Feasibility studies will follow, but they are just a one step in the process. “We’re not in the business of doing studies, we’re in the business of looking for hyperloops that can be built,” Rob Lloyd says. “We want to have three routes in production in the next five years.”

Nick Earle, who oversees global field operations for Hyperloop One, tells Inverse, “This is not just about moving things and people quicker. This is [about] the business models that are disrupted — and enabled — by Hyperloop transportation.”

Autonomous cars included

There is another tie-in between Elon Musk — who originally conceived of the Hyperloop idea — and Hyperloop One’s vision. The company foresees autonomous cars — one of Musk’s highest priorities — as being able to travel inside the Hyperloop. “Autonomous cars will actually be able to go inside the Hyperloop. You actually can do door-to-door like never before,”  says Nick Earle. That idea came out of a partnership between the company and Dubai’s Road and Transport Authority.

“It’s Amazon Prime on steroids,” Earle says. “You don’t have to use a fleet of airplanes, you don’t have to use warehouses outside of cities to store goods, because you have to truck them in to meet that one hour deadline that’s in the contract for Amazon Prime.”

“Kitty Hawk Moment” coming in April

A full scale test of the Hyperloop One prototype system is planned for April of this year. “It’s one thing for us to talk about building it, it’s something different for you to actually go build it,” Josh Giegel, President of Engineering for Hyperloop One, says.

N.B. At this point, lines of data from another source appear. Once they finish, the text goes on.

//! Pool error types.

use thiserror::Error;

/// Errors that can occur during pool operations.
#[derive(Debug, Error)]
#[non_exhaustive]
pub enum PoolError {
    /// Failed to acquire a connection within the timeout.
    #[error("connection acquisition timeout after {0:?}")]
    AcquisitionTimeout(std::time::Duration),

    /// Pool is closed.
    #[error("pool is closed")]
    PoolClosed,

    /// Connection creation failed.
    #[error("failed to create connection: {0}")]
    ConnectionCreation(#[source] hdb_client::Error),

    /// Connection is unhealthy.
    #[error("connection health check failed: {0}")]
    UnhealthyConnection(#[source] hdb_client::Error),

    /// Connection reset failed.
    #[error("connection reset failed: {0}")]
    ResetFailed(#[source] hdb_client::Error),

    /// Pool configuration error.
    #[error("pool configuration error: {0}")]
    Configuration(String),
}
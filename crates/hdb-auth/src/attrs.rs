//! Shared authentication attributes.
//!
//! [`AuthAttrs`] holds the credentials of a connector, the cookie of the
//! last successful authentication and optional refresh callbacks. Every
//! credential change bumps a version counter; the connector retries a
//! failed authentication only when a refresh advanced the version.

use std::fmt;
use std::sync::Arc;

use bytes::Bytes;
use parking_lot::{Mutex, RwLock};

use crate::cookie::CookieMethod;
use crate::credentials::{ClientCertificate, Password, Token};
use crate::error::AuthError;
use crate::handler::AuthHandler;
use crate::jwt::JwtMethod;
use crate::method::SessionCookie;
use crate::scram::Scram;
use crate::x509::X509Method;

/// Returns a new password given the current one, or `None` to keep it.
pub type RefreshPassword = Arc<dyn Fn(&str) -> Option<String> + Send + Sync>;

/// Returns new PEM certificate and key given the current ones, or `None`.
pub type RefreshClientCert = Arc<dyn Fn(&[u8], &[u8]) -> Option<(Vec<u8>, Vec<u8>)> + Send + Sync>;

/// Returns a new token given the current one, or `None` to keep it.
pub type RefreshToken = Arc<dyn Fn(&str) -> Option<String> + Send + Sync>;

#[derive(Default)]
struct State {
    username: String,
    password: Option<Password>,
    certificate: Option<ClientCertificate>,
    token: Option<Token>,
    cookie: Option<SessionCookie>,
    refresh_password: Option<RefreshPassword>,
    refresh_client_cert: Option<RefreshClientCert>,
    refresh_token: Option<RefreshToken>,
    version: u64,
}

/// Credentials, cookie and refresh callbacks of a connector.
///
/// Refresh callbacks run without any lock on the attributes held, so they
/// may read the attributes; they must not call [`AuthAttrs::refresh`].
#[derive(Default)]
pub struct AuthAttrs {
    state: RwLock<State>,
    refresh_lock: Mutex<()>,
}

impl AuthAttrs {
    /// Empty attributes.
    #[must_use]
    pub fn new() -> Self {
        Self::default()
    }

    /// Attributes for user and password authentication.
    #[must_use]
    pub fn with_password(username: impl Into<String>, password: impl Into<String>) -> Self {
        let attrs = Self::new();
        attrs.set_username(username);
        attrs.set_password(password);
        attrs
    }

    /// Current version; changes whenever a credential changes.
    #[must_use]
    pub fn version(&self) -> u64 {
        self.state.read().version
    }

    /// User name.
    #[must_use]
    pub fn username(&self) -> String {
        self.state.read().username.clone()
    }

    /// Set the user name.
    pub fn set_username(&self, username: impl Into<String>) {
        let username = username.into();
        let mut state = self.state.write();
        if state.username != username {
            state.username = username;
            state.version += 1;
        }
    }

    /// Current password.
    #[must_use]
    pub fn password(&self) -> Option<Password> {
        self.state.read().password.clone()
    }

    /// Set the password.
    pub fn set_password(&self, password: impl Into<String>) {
        let password = Password::new(password.into());
        let mut state = self.state.write();
        if state.password.as_ref() != Some(&password) {
            state.password = Some(password);
            state.version += 1;
        }
    }

    /// Set the client certificate chain and RSA key from PEM.
    pub fn set_client_cert(&self, cert_pem: &[u8], key_pem: &[u8]) -> Result<(), AuthError> {
        let certificate = ClientCertificate::from_pem(cert_pem, key_pem)?;
        let mut state = self.state.write();
        if state.certificate.as_ref() != Some(&certificate) {
            state.certificate = Some(certificate);
            state.version += 1;
        }
        Ok(())
    }

    /// Current client certificate.
    #[must_use]
    pub fn client_cert(&self) -> Option<ClientCertificate> {
        self.state.read().certificate.clone()
    }

    /// Set the JWT token.
    pub fn set_token(&self, token: impl Into<String>) {
        let token = Token::new(token.into());
        let mut state = self.state.write();
        if state.token.as_ref() != Some(&token) {
            state.token = Some(token);
            state.version += 1;
        }
    }

    /// Current JWT token.
    #[must_use]
    pub fn token(&self) -> Option<Token> {
        self.state.read().token.clone()
    }

    /// Register the password refresh callback.
    pub fn set_refresh_password(&self, callback: RefreshPassword) {
        self.state.write().refresh_password = Some(callback);
    }

    /// Register the client certificate refresh callback.
    pub fn set_refresh_client_cert(&self, callback: RefreshClientCert) {
        self.state.write().refresh_client_cert = Some(callback);
    }

    /// Register the token refresh callback.
    pub fn set_refresh_token(&self, callback: RefreshToken) {
        self.state.write().refresh_token = Some(callback);
    }

    /// Whether a session cookie is cached.
    #[must_use]
    pub fn has_cookie(&self) -> bool {
        self.state.read().cookie.is_some()
    }

    /// Cached session cookie.
    #[must_use]
    pub fn cookie(&self) -> Option<SessionCookie> {
        self.state.read().cookie.clone()
    }

    /// Store the cookie of a successful authentication.
    pub fn set_cookie(&self, cookie: SessionCookie) {
        tracing::debug!(logon_name = %cookie.logon_name, "session cookie stored");
        self.state.write().cookie = Some(cookie);
    }

    /// Drop the cached cookie.
    pub fn invalidate_cookie(&self) {
        if self.state.write().cookie.take().is_some() {
            tracing::debug!("session cookie invalidated");
        }
    }

    /// Handler offering every method the current credentials allow.
    pub fn handler(&self) -> Result<AuthHandler, AuthError> {
        let state = self.state.read();
        let mut handler = AuthHandler::new(state.username.clone());
        if let Some(certificate) = &state.certificate {
            handler.add_method(Box::new(X509Method::new(certificate.clone())));
        }
        if let Some(token) = &state.token {
            handler.add_method(Box::new(JwtMethod::new(token.clone())));
        }
        if let Some(password) = &state.password {
            handler.add_method(Box::new(Scram::pbkdf2(password.clone())));
            handler.add_method(Box::new(Scram::sha256(password.clone())));
        }
        if handler.is_empty() {
            return Err(AuthError::InvalidCredentials(
                "no password, client certificate or token configured".into(),
            ));
        }
        Ok(handler)
    }

    /// Handler offering only the cached cookie, if any.
    #[must_use]
    pub fn cookie_handler(&self, client_id: impl Into<Bytes>) -> Option<AuthHandler> {
        let cookie = self.cookie()?;
        let logon_name = cookie.logon_name.clone();
        Some(AuthHandler::new(logon_name).with_method(CookieMethod::new(cookie, client_id)))
    }

    /// Run the refresh callbacks and store changed credentials.
    ///
    /// Only one refresh runs at a time. The version is bumped once for every
    /// callback that returned a value different from the stored one.
    pub fn refresh(&self) -> Result<(), AuthError> {
        let _guard = self.refresh_lock.lock();

        let (password_cb, cert_cb, token_cb, password, certificate, token) = {
            let state = self.state.read();
            (
                state.refresh_password.clone(),
                state.refresh_client_cert.clone(),
                state.refresh_token.clone(),
                state.password.clone(),
                state.certificate.clone(),
                state.token.clone(),
            )
        };

        if let Some(callback) = password_cb {
            let current = password.as_ref().map_or("", Password::expose);
            if let Some(new) = callback(current) {
                self.set_password(new);
            }
        }
        if let Some(callback) = cert_cb {
            let (cert_pem, key_pem) = certificate
                .as_ref()
                .map_or((&[][..], &[][..]), |c| (c.cert_pem(), c.key_pem()));
            if let Some((new_cert, new_key)) = callback(cert_pem, key_pem) {
                self.set_client_cert(&new_cert, &new_key)?;
            }
        }
        if let Some(callback) = token_cb {
            let current = token.as_ref().map_or("", Token::expose);
            if let Some(new) = callback(current) {
                self.set_token(new);
            }
        }
        Ok(())
    }
}

impl fmt::Debug for AuthAttrs {
    fn fmt(&self, f: &mut fmt::Formatter<'_>) -> fmt::Result {
        let state = self.state.read();
        f.debug_struct("AuthAttrs")
            .field("username", &state.username)
            .field("password", &state.password)
            .field("certificate", &state.certificate)
            .field("token", &state.token)
            .field("cookie", &state.cookie)
            .field("version", &state.version)
            .finish_non_exhaustive()
    }
}

#[cfg(test)]
#[allow(clippy::unwrap_used)]
mod tests {
    use std::sync::atomic::{AtomicUsize, Ordering};

    use super::*;
    use crate::testutil::{TEST_CERT_PEM, test_key_pem};

    #[test]
    fn test_setters_bump_version_on_change_only() {
        let attrs = AuthAttrs::with_password("SYSTEM", "manager");
        let v = attrs.version();
        attrs.set_password("manager");
        assert_eq!(attrs.version(), v);
        attrs.set_password("other");
        assert_eq!(attrs.version(), v + 1);
    }

    #[test]
    fn test_refresh_identical_password_keeps_version() {
        let attrs = AuthAttrs::with_password("SYSTEM", "manager");
        attrs.set_refresh_password(Arc::new(|current: &str| Some(current.to_string())));
        let v = attrs.version();
        attrs.refresh().unwrap();
        assert_eq!(attrs.version(), v);
    }

    #[test]
    fn test_refresh_changed_password_bumps_version() {
        let attrs = AuthAttrs::with_password("SYSTEM", "old");
        attrs.set_refresh_password(Arc::new(|_: &str| Some("new".to_string())));
        let v = attrs.version();
        attrs.refresh().unwrap();
        assert_eq!(attrs.version(), v + 1);
        assert_eq!(attrs.password().unwrap().expose(), "new");

        // second refresh returns the same value again
        attrs.refresh().unwrap();
        assert_eq!(attrs.version(), v + 1);
    }

    #[test]
    fn test_refresh_none_keeps_credentials() {
        let attrs = AuthAttrs::new();
        attrs.set_token("t1");
        attrs.set_refresh_token(Arc::new(|_: &str| None));
        let v = attrs.version();
        attrs.refresh().unwrap();
        assert_eq!(attrs.version(), v);
        assert_eq!(attrs.token().unwrap().expose(), "t1");
    }

    #[test]
    fn test_callback_may_read_attributes() {
        let attrs = Arc::new(AuthAttrs::with_password("SYSTEM", "pw"));
        let inner = Arc::clone(&attrs);
        attrs.set_refresh_password(Arc::new(move |_: &str| {
            // would deadlock if refresh held the write lock
            Some(format!("{}-rotated", inner.username()))
        }));
        attrs.refresh().unwrap();
        assert_eq!(attrs.password().unwrap().expose(), "SYSTEM-rotated");
    }

    #[test]
    fn test_refresh_client_cert() {
        let attrs = AuthAttrs::new();
        attrs.set_refresh_client_cert(Arc::new(|cert: &[u8], _key: &[u8]| {
            cert.is_empty()
                .then(|| (TEST_CERT_PEM.as_bytes().to_vec(), test_key_pem().into_bytes()))
        }));
        attrs.refresh().unwrap();
        let v = attrs.version();
        assert!(attrs.client_cert().is_some());
        attrs.refresh().unwrap();
        assert_eq!(attrs.version(), v);
        assert_eq!(attrs.handler().unwrap().method_names(), vec!["X509"]);
    }

    #[tokio::test]
    async fn test_concurrent_refresh_is_serialized() {
        let running = Arc::new(AtomicUsize::new(0));
        let overlap = Arc::new(AtomicUsize::new(0));
        let attrs = Arc::new(AuthAttrs::with_password("U", "p0"));
        {
            let running = Arc::clone(&running);
            let overlap = Arc::clone(&overlap);
            attrs.set_refresh_password(Arc::new(move |_: &str| {
                if running.fetch_add(1, Ordering::SeqCst) > 0 {
                    overlap.fetch_add(1, Ordering::SeqCst);
                }
                std::thread::sleep(std::time::Duration::from_millis(5));
                running.fetch_sub(1, Ordering::SeqCst);
                None
            }));
        }

        let tasks: Vec<_> = (0..4)
            .map(|_| {
                let attrs = Arc::clone(&attrs);
                tokio::task::spawn_blocking(move || attrs.refresh())
            })
            .collect();
        for task in tasks {
            task.await.unwrap().unwrap();
        }
        assert_eq!(overlap.load(Ordering::SeqCst), 0);
    }

    #[test]
    fn test_handler_methods() {
        let attrs = AuthAttrs::with_password("SYSTEM", "pw");
        attrs.set_token("tok");
        assert_eq!(
            attrs.handler().unwrap().method_names(),
            vec!["JWT", "SCRAMPBKDF2SHA256", "SCRAMSHA256"]
        );
        assert!(AuthAttrs::new().handler().is_err());
    }

    #[test]
    fn test_cookie_lifecycle() {
        let attrs = AuthAttrs::with_password("SYSTEM", "pw");
        assert!(attrs.cookie_handler(Bytes::from_static(b"1@h")).is_none());
        attrs.set_cookie(SessionCookie {
            logon_name: "SYSTEM".into(),
            cookie: Bytes::from_static(b"c"),
        });
        let handler = attrs.cookie_handler(Bytes::from_static(b"1@h")).unwrap();
        assert_eq!(handler.method_names(), vec!["SessionCookie"]);
        assert_eq!(handler.username(), "SYSTEM");
        attrs.invalidate_cookie();
        assert!(!attrs.has_cookie());
    }

    #[test]
    fn test_debug_hides_password() {
        let attrs = AuthAttrs::with_password("SYSTEM", "manager");
        let text = format!("{attrs:?}");
        assert!(text.contains("SYSTEM"));
        assert!(!text.contains("manager"));
    }
}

The demonstration will be fully open to the public.

“For us, taking this concept and actually building it, and testing it, and showing people — allowing them to see it, to touch it, to smell it if they want — is really, really important,” Giegel explains. “We’ve felt that way for a long time, that it’s one thing for us to talk about building it It’s something different for you to actually go build it.”

Tribute to Elon Musk

Hyperloop One acknowledges a debt to Elon Musk, the serial tech visionary who first envisioned the Hyperloop concept and made his thoughts public in a published white paper in 2013. “I think he’ll always have a big part of it.,” says Giegel. “We’ll forever be indebted to him for giving us kind of the idea, but we definitely changed the technology quite a bit from the original white paper.”

“It’s more than just a train, or a pod in a tube. We’re taking it to a level of connectivity and really being the high speed backbone of the future transportation network.”